* **ACTIVITY**
All records below are to be set down exactly, each character intact.

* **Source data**
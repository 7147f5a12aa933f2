//! read_image - decode one input of a given image type and describe it

use anyhow::{Context, Result};
use clap::{Parser, Subcommand};
use std::path::{Path, PathBuf};

use framepipe::readers::{self, ImageKind};
use framepipe::sink::save_frame;
use framepipe::transform::draw::Annotation;
use framepipe::transform::FlowParams;
use framepipe::Frame;

#[derive(Parser, Debug)]
#[command(name = "read_image", about = "Read an image of a given type and print a summary")]
struct Cli {
    #[command(subcommand)]
    command: Command,

    /// Save the decoded frame (or the first of a sequence) to this file
    #[arg(long, global = true, value_name = "FILE")]
    out: Option<PathBuf>,
}

#[derive(Subcommand, Debug)]
enum Command {
    Grayscale { path: PathBuf },
    Binary { path: PathBuf },
    Color { path: PathBuf },
    Thermal { path: PathBuf },
    Sparse { path: PathBuf },
    Panoramic { path: PathBuf },
    Synthetic { path: PathBuf },
    /// Band files named `{base}_band{i}.tif`
    MultiSpectral {
        base: PathBuf,
        #[arg(long)]
        bands: usize,
    },
    /// NumPy .npy array
    HyperSpectral { path: PathBuf },
    /// 8- or 16-bit single-channel image
    Depth { path: PathBuf },
    /// Color image with rectangles from a JSON list of {"start": [x, y], "end": [x, y]}
    Annotated {
        path: PathBuf,
        #[arg(long, value_name = "JSON")]
        annotations: String,
    },
    /// Every frame of a video, image directory or stub:// source
    TimeSeries { uri: String },
    /// Flow fields between consecutive frames
    DenseOpticalFlow { uri: String },
    /// PLY point cloud
    PointCloud { path: PathBuf },
    /// DICOM image or multi-frame volume
    Medical { path: PathBuf },
}

fn main() -> Result<()> {
    env_logger::Builder::from_env(env_logger::Env::default().default_filter_or("info")).init();

    let cli = Cli::parse();
    let out = cli.out.as_deref();

    match cli.command {
        Command::Grayscale { path } => single(ImageKind::Grayscale, &path, out),
        Command::Binary { path } => single(ImageKind::Binary, &path, out),
        Command::Color { path } => single(ImageKind::Color, &path, out),
        Command::Thermal { path } => single(ImageKind::Thermal, &path, out),
        Command::Sparse { path } => single(ImageKind::Sparse, &path, out),
        Command::Panoramic { path } => single(ImageKind::Panoramic, &path, out),
        Command::Synthetic { path } => single(ImageKind::Synthetic, &path, out),
        Command::MultiSpectral { base, bands } => {
            let frames = readers::read_multi_spectral(&base, bands)?;
            for (i, frame) in frames.iter().enumerate() {
                println!("band {}: {}", i, describe(frame));
            }
            save_first(&frames, out)
        }
        Command::HyperSpectral { path } => {
            let cube = readers::read_hyper_spectral(&path)?;
            let (min, max) = cube
                .data
                .iter()
                .fold((f32::INFINITY, f32::NEG_INFINITY), |(lo, hi), &v| {
                    (lo.min(v), hi.max(v))
                });
            println!("shape {:?}, {} values, range [{}, {}]", cube.shape, cube.len(), min, max);
            Ok(())
        }
        Command::Depth { path } => {
            let depth = readers::read_depth(&path)?;
            let max = depth.data.iter().copied().max().unwrap_or(0);
            println!("{}x{} depth, max sample {}", depth.width, depth.height, max);
            Ok(())
        }
        Command::Annotated { path, annotations } => {
            let annotations: Vec<Annotation> =
                serde_json::from_str(&annotations).context("invalid annotations JSON")?;
            let frame = readers::read_annotated(&path, &annotations)?;
            println!("{} ({} annotations)", describe(&frame), annotations.len());
            save(&frame, out)
        }
        Command::TimeSeries { uri } => {
            let series = readers::read_time_series(&uri)?;
            println!(
                "{} frames{}",
                series.len(),
                if series.truncated { " (truncated by a read failure)" } else { "" }
            );
            if let Some(first) = series.frames.first() {
                println!("first: {}", describe(first));
            }
            save_first(&series.frames, out)
        }
        Command::DenseOpticalFlow { uri } => {
            let fields = readers::read_dense_optical_flow(&uri, FlowParams::default())?;
            for (i, field) in fields.iter().enumerate() {
                println!("flow {}: mean magnitude {:.3}", i, field.mean_magnitude());
            }
            match (fields.first(), out) {
                (Some(field), Some(path)) => save(&field.to_frame(0)?, Some(path)),
                _ => Ok(()),
            }
        }
        Command::PointCloud { path } => {
            let cloud = readers::read_point_cloud(&path)?;
            println!(
                "{} points{}",
                cloud.len(),
                if cloud.colors.is_some() { " with colors" } else { "" }
            );
            Ok(())
        }
        Command::Medical { path } => {
            let volume = readers::read_medical(&path)?;
            println!(
                "{}x{} DICOM, {} slice(s), {} sample(s) per pixel",
                volume.width, volume.height, volume.frames, volume.samples_per_pixel
            );
            match volume.slice_frame(0) {
                Some(frame) => save(&frame?, out),
                None => Ok(()),
            }
        }
    }
}

fn single(kind: ImageKind, path: &Path, out: Option<&Path>) -> Result<()> {
    let frame = readers::read_image(kind, path)?;
    println!("{} image: {}", kind, describe(&frame));
    save(&frame, out)
}

fn describe(frame: &Frame) -> String {
    format!(
        "{}x{} {} ({} channel(s))",
        frame.width(),
        frame.height(),
        frame.encoding().name(),
        frame.channel_count()
    )
}

fn save(frame: &Frame, out: Option<&Path>) -> Result<()> {
    if let Some(path) = out {
        save_frame(frame, path)?;
        println!("saved {}", path.display());
    }
    Ok(())
}

fn save_first(frames: &[Frame], out: Option<&Path>) -> Result<()> {
    match frames.first() {
        Some(frame) => save(frame, out),
        None => Ok(()),
    }
}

* **OUTPUT FOR THIS EXERCISE**
repository 7147f5a12aa933f2
//! read_image - decode one input of a given image type and describe it

use anyhow::{Context, Result};
use clap::{Parser, Subcommand};
use std::path::{Path, PathBuf};

use framepipe::readers::{self, ImageKind};
use framepipe::sink::save_frame;
use framepipe::transform::draw::Annotation;
use framepipe::transform::FlowParams;
use framepipe::Frame;

#[derive(Parser, Debug)]
#[command(name = "read_image", about = "Read an image of a given type and print a summary")]
struct Cli {
    #[command(subcommand)]
    command: Command,

    /// Save the decoded frame (or the first of a sequence) to this file
    #[arg(long, global = true, value_name = "FILE")]
    out: Option<PathBuf>,
}

#[derive(Subcommand, Debug)]
enum Command {
    Grayscale { path: PathBuf },
    Binary { path: PathBuf },
    Color { path: PathBuf },
    Thermal { path: PathBuf },
    Sparse { path: PathBuf },
    Panoramic { path: PathBuf },
    Synthetic { path: PathBuf },
    /// Band files named `{base}_band{i}.tif`
    MultiSpectral {
        base: PathBuf,
        #[arg(long)]
        bands: usize,
    },
    /// NumPy .npy array
    HyperSpectral { path: PathBuf },
    /// 8- or 16-bit single-channel image
    Depth { path: PathBuf },
    /// Color image with rectangles from a JSON list of {"start": [x, y], "end": [x, y]}
    Annotated {
        path: PathBuf,
        #[arg(long, value_name = "JSON")]
        annotations: String,
    },
    /// Every frame of a video, image directory or stub:// source
    TimeSeries { uri: String },
    /// Flow fields between consecutive frames
    DenseOpticalFlow { uri: String },
    /// PLY point cloud
    PointCloud { path: PathBuf },
    /// DICOM image or multi-frame volume
    Medical { path: PathBuf },
}

fn main() -> Result<()> {
    env_logger::Builder::from_env(env_logger::Env::default().default_filter_or("info")).init();

    let cli = Cli::parse();
    let out = cli.out.as_deref();

    match cli.command {
        Command::Grayscale { path } => single(ImageKind::Grayscale, &path, out),
        Command::Binary { path } => single(ImageKind::Binary, &path, out),
        Command::Color { path } => single(ImageKind::Color, &path, out),
        Command::Thermal { path } => single(ImageKind::Thermal, &path, out),
        Command::Sparse { path } => single(ImageKind::Sparse, &path, out),
        Command::Panoramic { path } => single(ImageKind::Panoramic, &path, out),
        Command::Synthetic { path } => single(ImageKind::Synthetic, &path, out),
        Command::MultiSpectral { base, bands } => {
            let frames = readers::read_multi_spectral(&base, bands)?;
            for (i, frame) in frames.iter().enumerate() {
                println!("band {}: {}", i, describe(frame));
            }
            save_first(&frames, out)
        }
        Command::HyperSpectral { path } => {
            let cube = readers::read_hyper_spectral(&path)?;
            let (min, max) = cube
                .data
                .iter()
                .fold((f32::INFINITY, f32::NEG_INFINITY), |(lo, hi), &v| {
                    (lo.min(v), hi.max(v))
                });
            println!("shape {:?}, {} values, range [{}, {}]", cube.shape, cube.len(), min, max);
            Ok(())
        }
        Command::Depth { path } => {
            let depth = readers::read_depth(&path)?;
            let max = depth.data.iter().copied().max().unwrap_or(0);
            println!("{}x{} depth, max sample {}", depth.width, depth.height, max);
            Ok(())
        }
        Command::Annotated { path, annotations } => {
            let annotations: Vec<Annotation> =
                serde_json::from_str(&annotations).context("invalid annotations JSON")?;
            let frame = readers::read_annotated(&path, &annotations)?;
            println!("{} ({} annotations)", describe(&frame), annotations.len());
            save(&frame, out)
        }
        Command::TimeSeries { uri } => {
            let series = readers::read_time_series(&uri)?;
            println!(
                "{} frames{}",
                series.len(),
                if series.truncated { " (truncated by a read failure)" } else { "" }
            );
            if let Some(first) = series.frames.first() {
                println!("first: {}", describe(first));
            }
            save_first(&series.frames, out)
        }
        Command::DenseOpticalFlow { uri } => {
            let fields = readers::read_dense_optical_flow(&uri, FlowParams::default())?;
            for (i, field) in fields.iter().enumerate() {
                println!("flow {}: mean magnitude {:.3}", i, field.mean_magnitude());
            }
            match (fields.first(), out) {
                (Some(field), Some(path)) => save(&field.to_frame(0)?, Some(path)),
                _ => Ok(()),
            }
        }
        Command::PointCloud { path } => {
            let cloud = readers::read_point_cloud(&path)?;
            println!(
                "{} points{}",
                cloud.len(),
                if cloud.colors.is_some() { " with colors" } else { "" }
            );
            Ok(())
        }
        Command::Medical { path } => {
            let volume = readers::read_medical(&path)?;
            println!(
                "{}x{} DICOM, {} slice(s), {} sample(s) per pixel",
                volume.width, volume.height, volume.frames, volume.samples_per_pixel
            );
            match volume.slice_frame(0) {
                Some(frame) => save(&frame?, out),
                None => Ok(()),
            }
        }
    }
}

fn single(kind: ImageKind, path: &Path, out: Option<&Path>) -> Result<()> {
    let frame = readers::read_image(kind, path)?;
    println!("{} image: {}", kind, describe(&frame));
    save(&frame, out)
}

fn describe(frame: &Frame) -> String {
    format!(
        "{}x{} {} ({} channel(s))",
        frame.width(),
        frame.height(),
        frame.encoding().name(),
        frame.channel_count()
    )
}

fn save(frame: &Frame, out: Option<&Path>) -> Result<()> {
    if let Some(path) = out {
        save_frame(frame, path)?;
        println!("saved {}", path.display());
    }
    Ok(())
}

fn save_first(frames: &[Frame], out: Option<&Path>) -> Result<()> {
    match frames.first() {
        Some(frame) => save(frame, out),
        None => Ok(()),
    }
}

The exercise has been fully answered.